[D] Papers with no code
Viral post exposes empty GitHub repos and unreproducible SOTA claims in top-tier AI research.
A viral discussion on Reddit's Machine Learning community is exposing a critical flaw in modern AI research: the widespread acceptance of papers at major conferences without accompanying code. The post, titled 'Papers with no code,' argues that this practice makes it impossible to verify groundbreaking claims, especially for expensive models that claim SOTA (state-of-the-art) performance. The author points to three major risks: entirely fabricated results, accidental training on test data, or hidden evaluation errors.
The criticism centers on a specific example: a paper presenting a method to generate protein MSAs (Multiple Sequence Alignments) using RAG (Retrieval-Augmented Generation) at orders of magnitude faster speed than traditional software—a breakthrough that would be transformative for bioML. Despite providing a link to a GitHub repository on the OpenReview page, the repo is completely empty, and the authors have been unresponsive to requests for code or a release timeline.

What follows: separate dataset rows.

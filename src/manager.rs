//! The topology manager.
//!
//! [`TopologyManager`] owns the graph, the configuration and the random
//! source. All mutations go through one `parking_lot::Mutex`; after each one
//! the metrics are recomputed, an automatic optimization pass may run, and a
//! fresh [`TopologySnapshot`] is published. Queries read the snapshot and
//! never wait on a mutation.

use std::collections::HashSet;
use std::sync::atomic::{AtomicBool, AtomicU64, Ordering};
use std::sync::Arc;

use chrono::{DateTime, Utc};
use log::{debug, info, warn};
use parking_lot::{Mutex, RwLock};
use rand::rngs::StdRng;
use rand::SeedableRng;
use serde::{Deserialize, Serialize};
use serde_json::json;

use crate::agent::{Agent, AgentId};
use crate::analysis::{connected_components, degree_stats, generate_dot, refresh_metrics, DegreeStats, TopologyMetrics};
use crate::config::{TopologyConfig, ValidationError};
use crate::error::TopologyError;
use crate::events::{ChangeSink, ChangeType, SinkDispatcher, TopologyEvent};
use crate::healing::{heal_after_failure, heal_after_removal, mark_failed};
use crate::history::{PerformanceHistory, PerformanceSample};
use crate::optimizer::{should_optimize, OptimizationContext, OptimizationReport, OptimizationStrategy};
use crate::topology::{connect_with_room, optimal_connections, score, Centrality, SelectionLimits, TopologyGraph, TopologyType};

/// Immutable copy of the manager state after the latest change
#[derive(Debug, Clone)]
pub struct TopologySnapshot {
    pub graph: TopologyGraph,
    pub config: TopologyConfig,
    pub metrics: TopologyMetrics,
    pub taken_at: DateTime<Utc>,
}

/// Summary returned by [`TopologyManager::topology_info`]
#[derive(Debug, Clone, PartialEq, Serialize, Deserialize)]
pub struct TopologyInfo {
    #[serde(rename = "type")]
    pub topology_type: TopologyType,
    pub node_count: usize,
    pub connection_count: usize,
    pub components: usize,
    pub degree_stats: DegreeStats,
    pub optimization_passes: u64,
    pub config: TopologyConfig,
}

/// Per-agent view returned by [`TopologyManager::agent_info`]
#[derive(Debug, Clone, PartialEq, Serialize, Deserialize)]
pub struct AgentInfo {
    pub agent: Agent,
    pub connection_count: usize,
    pub neighbors: Vec<AgentId>,
    pub centrality: Centrality,
    pub cluster: Option<AgentId>,
    pub degraded: bool,
}

/// Result of [`TopologyManager::force_optimization`]
#[derive(Debug, Clone, PartialEq)]
pub enum OptimizationOutcome {
    Completed(OptimizationReport),
    /// Another pass was already running
    Skipped,
}

impl OptimizationOutcome {
    pub fn is_completed(&self) -> bool {
        matches!(self, OptimizationOutcome::Completed(_))
    }
}

struct ManagerState {
    graph: TopologyGraph,
    config: TopologyConfig,
    metrics: TopologyMetrics,
    rng: StdRng,
}

/// Clears the single-flight flag when the pass ends
struct OptimizationGuard<'a>(&'a AtomicBool);

impl<'a> OptimizationGuard<'a> {
    fn acquire(flag: &'a AtomicBool) -> Option<Self> {
        flag.compare_exchange(false, true, Ordering::AcqRel, Ordering::Acquire)
            .ok()
            .map(|_| Self(flag))
    }
}

impl Drop for OptimizationGuard<'_> {
    fn drop(&mut self) {
        self.0.store(false, Ordering::Release);
    }
}

pub struct TopologyManager {
    state: Mutex<ManagerState>,
    snapshot: RwLock<Arc<TopologySnapshot>>,
    strategy: Box<dyn OptimizationStrategy>,
    is_optimizing: AtomicBool,
    optimization_passes: AtomicU64,
    history: Mutex<PerformanceHistory>,
    dispatcher: SinkDispatcher,
}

This incident is framed not as an isolated case but as a symptom of a systemic problem. As training costs soar into the millions, the barrier to independent verification grows. The community is left to trust claims without the fundamental scientific principle of reproducibility. The post has sparked widespread agreement, with many researchers sharing similar frustrations about the 'publish-or-perish' culture prioritizing novel claims over robust, open science. The implication is a potential erosion of trust in published benchmarks and a slowdown in genuine progress, as researchers cannot build upon or validate supposed advancements.
- Major AI conferences are accepting papers with SOTA claims but no released code, blocking reproducibility.
- A cited protein MSA generation paper promises revolutionary RAG-based speed but links to an empty GitHub repo.
- Without code, the community cannot check for fabricated results, test data contamination, or methodological errors in expensive-to-train models.
Why It Matters
This undermines scientific progress, wastes research resources, and erodes trust in published AI breakthroughs that others cannot verify or build upon.